The trouble with Trump’s weaker dollar talk

Author: Anthony Mirhaydari

The political headlines coming out of Washington, D.C., are filled with “will they or won’t they” teases on tax and health insurance reform legislation. These battles are raising the odds of a possible government shutdown before April’s end amid geopolitical tensions that could easily overheat.

But one of the standout stories this month was President Donald Trump’s comments that the U.S. dollar was too strong, which upended a long tradition of politicians tending to talk up the dollar. Expressing such a nonestablishment sentiment — something Trump is prone to do — led Treasury Secretary Steven Mnuchin to subsequently clarify that the president was “absolutely not” trying to talk down the dollar.

Yet it’s pretty clear Mr. Trump was. For regular Americans, the question is: Why would he try to weaken the greenback when a country’s currency has traditionally been seen as a proxy of its economic and financial strength?

At the core, this is a classic mercantilist strategy that Mr. Trump has accused the Chinese of abusing. When a country weakens its currency, its exports become more competitively priced on the global stage (with the trade-off of higher import prices and potentially higher inflationary pressures).
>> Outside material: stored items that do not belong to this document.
//! Headline KPIs.
//!
//! Each KPI re-runs its aggregation with ranking and a limit instead of
//! reusing rows from another call, so every value reflects the filter it
//! was given. "Top 1" KPIs rank on the rounded metric; equal metrics are
//! broken by ascending area name or hour.

use citysense_store::{Grouping, ReadingFilter, RecordStore};
use citysense_types::{AreaMetric, HourMetric, MetricField};
use serde::Serialize;

use crate::aggregations::{area_metric, hour_metric};
use crate::error::Result;

/// The five dashboard KPIs for one filter.
#[derive(Debug, Clone, Default, PartialEq, Serialize)]
pub struct Kpis {
    /// Mean PM2.5 over the whole filtered population.
    pub avg_pollution: Option<f64>,
    /// Area with the highest mean PM2.5.
    pub worst_pollution_area: Option<AreaMetric>,
    /// Hour with the highest mean traffic count.
    pub peak_traffic_hour: Option<HourMetric>,
    /// Area with the highest mean noise level.
    pub noisiest_area: Option<AreaMetric>,
    /// Number of abnormal readings, uncapped.
    pub abnormal_count: u64,
}

/// Mean PM2.5 over the filtered population, ungrouped.
///
/// `None` when no reading contributes a PM2.5 value.
pub fn global_avg_pollution<S: RecordStore + ?Sized>(
    store: &S,
    filter: &ReadingFilter,
) -> Result<Option<f64>> {
    let rows = store.run_grouping(filter, &Grouping::overall(MetricField::Pm25))?;
    Ok(rows.first().map(|row| row.metric))
}

/// Area with the highest mean PM2.5.
pub fn worst_pollution_area<S: RecordStore + ?Sized>(
    store: &S,
    filter: &ReadingFilter,
) -> Result<Option<AreaMetric>> {
    top_area(store, filter, MetricField::Pm25)
}

/// Hour with the highest mean traffic count.
pub fn peak_traffic_hour<S: RecordStore + ?Sized>(
    store: &S,
    filter: &ReadingFilter,
) -> Result<Option<HourMetric>> {
    let rows = store.run_grouping(
        filter,
        &Grouping::by_hour(MetricField::TrafficCount).ranked().limit(1),
    )?;
    Ok(rows.into_iter().find_map(hour_metric))
}

/// Area with the highest mean noise level.
pub fn noisiest_area<S: RecordStore + ?Sized>(
    store: &S,
    filter: &ReadingFilter,
) -> Result<Option<AreaMetric>> {
    top_area(store, filter, MetricField::NoiseDb)
}

/// Number of readings exceeding any abnormal threshold.
///
/// Counts every match. This is not the length of
/// [`abnormal_readings`](crate::abnormal_readings), which is capped for
/// display.
pub fn abnormal_count<S: RecordStore + ?Sized>(store: &S, filter: &ReadingFilter) -> Result<u64> {
    let count = store.run_count(&filter.clone().abnormal_only())?;
    Ok(count)
}

/// Compute all five KPIs with the same filter.
pub fn derive_kpis<S: RecordStore + ?Sized>(store: &S, filter: &ReadingFilter) -> Result<Kpis> {
    Ok(Kpis {
        avg_pollution: global_avg_pollution(store, filter)?,
        worst_pollution_area: worst_pollution_area(store, filter)?,
        peak_traffic_hour: peak_traffic_hour(store, filter)?,
        noisiest_area: noisiest_area(store, filter)?,
        abnormal_count: abnormal_count(store, filter)?,
    })
}

fn top_area<S: RecordStore + ?Sized>(
    store: &S,
    filter: &ReadingFilter,
    field: MetricField,
) -> Result<Option<AreaMetric>> {
    let rows = store.run_grouping(filter, &Grouping::by_area(field).ranked().limit(1))?;
    Ok(rows.into_iter().find_map(area_metric))
}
From a political standpoint, this type of muscular economic nationalism is what won Trump the White House in the first place. But from a macroeconomic perspective, this may not be the best “policy lever” to pull.

Lindsey Group’s Peter Boockvar noted that exports make up only 12 percent of U.S. GDP, while imports, which would become more expensive should the dollar weaken, total 15 percent of GDP. Higher prices would pinch consumers (who are responsible for roughly two-thirds of the economy) and squeeze profit margins of retailers (the single largest source of jobs in the economy).
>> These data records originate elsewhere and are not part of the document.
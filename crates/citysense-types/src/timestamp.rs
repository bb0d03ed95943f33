//! Timestamp parsing and hour-of-day extraction.
//!
//! Readings store their timestamp as an ISO-8601 string. Hourly grouping
//! needs the hour-of-day, which is always taken in UTC:
//!
//! - a timestamp with an offset (`Z`, `+05:30`, `-0600`) is converted to UTC
//! - a timestamp without an offset is read as UTC wall-clock time
//!
//! Minute precision is enough; seconds and fractional seconds are optional,
//! and a single space may replace the `T` separator.

use time::macros::format_description;
use time::{OffsetDateTime, PrimitiveDateTime, UtcOffset};

use crate::error::{ParseError, ParseResult};

/// Parse a stored timestamp into a UTC [`OffsetDateTime`].
///
/// # Examples
///
/// ```
/// use citysense_types::parse_timestamp;
///
/// let ts = parse_timestamp("2024-05-01T08:30").unwrap();
/// assert_eq!(ts.hour(), 8);
///
/// let ts = parse_timestamp("2024-05-01T08:30:00+02:00").unwrap();
/// assert_eq!(ts.hour(), 6);
///
/// assert!(parse_timestamp("yesterday").is_err());
/// ```
pub fn parse_timestamp(raw: &str) -> ParseResult<OffsetDateTime> {
    let trimmed = raw.trim();
    let (local, offset) = split_offset(trimmed)
        .ok_or_else(|| ParseError::InvalidTimestamp(raw.to_string()))?;
    let naive =
        parse_naive(local).ok_or_else(|| ParseError::InvalidTimestamp(raw.to_string()))?;

    Ok(naive.assume_offset(offset).to_offset(UtcOffset::UTC))
}

/// Extract the UTC hour-of-day (0-23) from a stored timestamp.
///
/// ```
/// use citysense_types::hour_of_day;
///
/// assert_eq!(hour_of_day("2024-05-01 23:59").unwrap(), 23);
/// assert_eq!(hour_of_day("2024-05-01T23:59:00-01:00").unwrap(), 0);
/// ```
pub fn hour_of_day(raw: &str) -> ParseResult<u8> {
    parse_timestamp(raw).map(|ts| ts.hour())
}

/// Split a trailing UTC offset from the local date-time part.
///
/// Returns `None` when a suffix looks like an offset but is out of range.
fn split_offset(s: &str) -> Option<(&str, UtcOffset)> {
    if let Some(local) = s.strip_suffix('Z').or_else(|| s.strip_suffix('z')) {
        return Some((local, UtcOffset::UTC));
    }

    // The offset can only start after the time separator, which keeps
    // the date's own '-' characters out of consideration.
    let time_start = s.find(['T', ' ']).map_or(s.len(), |i| i + 1);
    let Some(sign_pos) = s[time_start..].rfind(['+', '-']).map(|i| i + time_start) else {
        return Some((s, UtcOffset::UTC));
    };

    let (local, suffix) = s.split_at(sign_pos);
    let offset = UtcOffset::parse(
        suffix,
        format_description!("[offset_hour sign:mandatory]:[offset_minute]"),
    )
    .or_else(|_| {
        UtcOffset::parse(
            suffix,
            format_description!("[offset_hour sign:mandatory][offset_minute]"),
        )
    })
    .ok()?;

    Some((local, offset))
}

fn parse_naive(s: &str) -> Option<PrimitiveDateTime> {
    let normalized = s.replacen(' ', "T", 1);
    let s = normalized.as_str();

    PrimitiveDateTime::parse(
        s,
        format_description!("[year]-[month]-[day]T[hour]:[minute]:[second].[subsecond]"),
    )
    .or_else(|_| {
        PrimitiveDateTime::parse(
            s,
            format_description!("[year]-[month]-[day]T[hour]:[minute]:[second]"),
        )
    })
    .or_else(|_| {
        PrimitiveDateTime::parse(s, format_description!("[year]-[month]-[day]T[hour]:[minute]"))
    })
    .ok()
}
Boockvar points to Japan, where aggressive currency devaluations haven’t resulted in economic deliverance, though the country has an admittedly long list of structural woes.

And besides, as noted by Bank of America Merrill Lynch economists, U.S. policy on the whole is likely to strengthen the dollar and help widen the trade deficit over the next few years (chart above). If that happens, it would be something of a political embarrassment for Mr. Trump.

If the president persists in his desire for a weaker currency, the Merrill economists outline two possible policy options: Outright selling of dollars in the open market via “unsterilized intervention” or reducing the inflow of foreign capital.

The trouble is, the former would risk loosening monetary policy at a time when the Federal Reserve, concerned about economic overheating and inflation, is tightening. And the latter would require policies that raise private savings, reduce private investments and reduce the budget deficit — none of which seems forthcoming.

I think it’s safe to chalk this up as loose talk from the commander-in-chief rather than the start of a serious policy initiative. Not only are the benefits of a weaker dollar far from clear, the effort needed to lower it isn’t politically palatable.